GOAL OF THE EXERCISE ▸ Write out the data below exactly, beginning with the first line and ending once the line that has "pub const fn in_deck(rank: u8)" is written.

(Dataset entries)
=== Begin Enclosure ===

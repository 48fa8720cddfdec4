//! The 40-card Spanish deck.

use alloc::vec::Vec;
use rand::SeedableRng;
use rand::seq::SliceRandom;
use rand_chacha::ChaCha8Rng;

use crate::card::{Card, MAX_RANK, MIN_RANK, Suit};
use crate::error::DealError;
use crate::hand::{HAND_SIZE, Hand};

/// Number of cards in the Spanish deck.
pub const DECK_SIZE: usize = 40;

/// Returns whether a rank belongs to the 40-card deck.
#[must_use]
pub const fn in_deck(rank: u8) -> bool {
    rank >= MIN_RANK && rank <= MAX_RANK && rank != 8 && rank != 9
}

/// A shuffled Spanish deck.
#[derive(Debug, Clone)]
pub struct Deck {
    /// Cards left to deal, top of the deck last.
    cards: Vec<Card>,
}

impl Deck {
    /// Creates a deck shuffled with the given seed.
    ///
    /// The same seed always yields the same order.
    ///
    /// # Example
    ///
    /// ```
    /// use envido::Deck;
    ///
    /// let mut deck = Deck::shuffled(42);
    /// let hand = deck.deal_hand().unwrap();
    /// assert!(hand.envido() <= 33);
    /// ```
    #[must_use]
    pub fn shuffled(seed: u64) -> Self {
        let mut rng = ChaCha8Rng::seed_from_u64(seed);
        let mut cards = Self::ordered_cards();
        cards.shuffle(&mut rng);
        Self { cards }
    }

    /// Returns every card of the deck in suit then rank order.
    #[must_use]
    pub fn ordered_cards() -> Vec<Card> {
        let mut cards = Vec::with_capacity(DECK_SIZE);

        for suit in Suit::ALL {
            for rank in (MIN_RANK..=MAX_RANK).filter(|&rank| in_deck(rank)) {
                cards.push(Card::new_unchecked(suit, rank));
            }
        }

        cards
    }

    /// Draws a card from the top of the deck.
    pub fn draw(&mut self) -> Option<Card> {
        self.cards.pop()
    }

    /// Deals a three-card hand.
    ///
    /// # Errors
    ///
    /// Returns [`DealError::NotEnoughCards`] if fewer than three cards remain.
    /// The deck is left untouched in that case.
    pub fn deal_hand(&mut self) -> Result<Hand, DealError> {
        if self.cards.len() < HAND_SIZE {
            return Err(DealError::NotEnoughCards);
        }

        let mut cards = [Card::new_unchecked(Suit::Oros, MIN_RANK); HAND_SIZE];
        for slot in &mut cards {
            *slot = self.draw().ok_or(DealError::NotEnoughCards)?;
        }

        Ok(Hand::new(cards)?)
    }

    /// Returns the number of cards remaining.
    #[must_use]
    pub fn len(&self) -> usize {
        self.cards.len()
    }

    /// Returns whether the deck is empty.
    #[must_use]
    pub fn is_empty(&self) -> bool {
        self.cards.is_empty()
    }
}
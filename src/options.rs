//! Hand validation options.

use crate::card::Card;
use crate::error::CardError;

/// Configuration options for validating a hand before scoring.
///
/// Use the builder pattern to customize options:
///
/// ```
/// use envido::ScoringOptions;
///
/// let options = ScoringOptions::default()
///     .with_spanish_deck(true)
///     .with_allow_duplicates(false);
/// ```
#[derive(Debug, Clone, Copy, PartialEq, Eq, Hash, Default)]
pub struct ScoringOptions {
    /// Whether to reject ranks 8 and 9, which the 40-card deck lacks.
    pub spanish_deck: bool,
    /// Whether the same card may appear more than once in a hand.
    pub allow_duplicates: bool,
}

impl ScoringOptions {
    /// Sets whether only ranks of the 40-card deck are accepted.
    ///
    /// # Example
    ///
    /// ```
    /// use envido::ScoringOptions;
    ///
    /// let options = ScoringOptions::default().with_spanish_deck(true);
    /// assert!(options.spanish_deck);
    /// ```
    #[must_use]
    pub const fn with_spanish_deck(mut self, spanish_deck: bool) -> Self {
        self.spanish_deck = spanish_deck;
        self
    }

    /// Sets whether repeated cards are accepted.
    #[must_use]
    pub const fn with_allow_duplicates(mut self, allow_duplicates: bool) -> Self {
        self.allow_duplicates = allow_duplicates;
        self
    }

    /// Checks a single card against these options.
    ///
    /// # Errors
    ///
    /// Returns [`CardError::InvalidRank`] for ranks outside `1..=12` and
    /// [`CardError::NotInDeck`] for 8 and 9 when `spanish_deck` is set.
    pub const fn check_card(&self, card: &Card) -> Result<(), CardError> {
        if let Err(err) = Card::new(card.suit, card.rank) {
            return Err(err);
        }
        if self.spanish_deck && matches!(card.rank, 8 | 9) {
            return Err(CardError::NotInDeck(card.rank));
        }
        Ok(())
    }
}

=== End Enclosure ===

ANSWER TO THE PROBLEM ▸
repository 48fa8720cddfdec4
//! The 40-card Spanish deck.

use alloc::vec::Vec;
use rand::SeedableRng;
use rand::seq::SliceRandom;
use rand_chacha::ChaCha8Rng;

use crate::card::{Card, MAX_RANK, MIN_RANK, Suit};
use crate::error::DealError;
use crate::hand::{HAND_SIZE, Hand};

/// Number of cards in the Spanish deck.
pub const DECK_SIZE: usize = 40;

/// Returns whether a rank belongs to the 40-card deck.
#[must_use]
pub const fn in_deck(rank: u8) -> bool {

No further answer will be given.